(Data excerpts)

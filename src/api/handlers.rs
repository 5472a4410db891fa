use axum::{extract::State, http::StatusCode, response::IntoResponse, Json};

use crate::core::redis::RedisHealth;
use crate::core::time::format_offset;
use crate::core::{metrics, state::AppState};
use crate::schemas::{HealthResponse, RootResponse};
use crate::services::content;

/// Login page payload: the rendering layer only needs the quiz title.
pub(crate) async fn root(State(state): State<AppState>) -> Json<RootResponse> {
    let quiz_title = content::load_parameters(&state.settings().quiz().params_file)
        .map(|params| params.quiz_title)
        .unwrap_or_else(|_| content::DEFAULT_QUIZ_TITLE.to_string());

    Json(RootResponse {
        message: "Cactus quiz service".to_string(),
        version: env!("CARGO_PKG_VERSION").to_string(),
        quiz_title,
    })
}

pub(crate) async fn health(State(state): State<AppState>) -> impl IntoResponse {
    let timestamp = format_offset(time::OffsetDateTime::now_utc());

    if let Err(err) = sqlx::query("SELECT 1").execute(state.db()).await {
        tracing::error!(error = %err, "Health check failed");
        return (
            StatusCode::INTERNAL_SERVER_ERROR,
            Json(serde_json::json!({ "status": "unhealthy", "error": err.to_string() })),
        )
            .into_response();
    }

    let status = match state.sessions().redis().health().await {
        RedisHealth::Healthy => "healthy",
        RedisHealth::Disconnected | RedisHealth::Unhealthy(_) => "degraded",
    };

    Json(HealthResponse { status: status.to_string(), timestamp }).into_response()
}

pub(crate) async fn metrics(State(state): State<AppState>) -> impl IntoResponse {
    if !state.settings().telemetry().prometheus_enabled {
        return StatusCode::NOT_FOUND.into_response();
    }

    match metrics::render() {
        Some(body) => ([(axum::http::header::CONTENT_TYPE, "text/plain; version=0.0.4")], body)
            .into_response(),
        None => StatusCode::SERVICE_UNAVAILABLE.into_response(),
    }
}

pub(crate) async fn not_found() -> impl IntoResponse {
    (
        StatusCode::NOT_FOUND,
        Json(serde_json::json!({ "status": 404, "detail": "Page not found" })),
    )
}
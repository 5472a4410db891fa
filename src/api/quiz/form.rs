use std::collections::HashMap;

/// Decoded urlencoded form that preserves repeated keys, which is how the
/// quiz page submits multi-answer questions.
#[derive(Debug, Default)]
pub(in crate::api::quiz) struct FormMultiMap {
    fields: HashMap<String, Vec<String>>,
}

impl FormMultiMap {
    pub(in crate::api::quiz) fn parse(body: &[u8]) -> Self {
        let mut fields: HashMap<String, Vec<String>> = HashMap::new();
        for (key, value) in url::form_urlencoded::parse(body) {
            fields.entry(key.into_owned()).or_default().push(value.into_owned());
        }
        Self { fields }
    }

    pub(in crate::api::quiz) fn all(&self, key: &str) -> &[String] {
        self.fields.get(key).map(Vec::as_slice).unwrap_or_default()
    }

    pub(in crate::api::quiz) fn first(&self, key: &str) -> Option<&str> {
        self.fields.get(key).and_then(|values| values.first()).map(String::as_str)
    }
}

Task item — The lines to return are those with the string "AppState" in them; copy each from the entries above.

Answer section —
use crate::core::{metrics, state::AppState};
pub(crate) async fn root(State(state): State<AppState>) -> Json<RootResponse> {
pub(crate) async fn health(State(state): State<AppState>) -> impl IntoResponse {
pub(crate) async fn metrics(State(state): State<AppState>) -> impl IntoResponse {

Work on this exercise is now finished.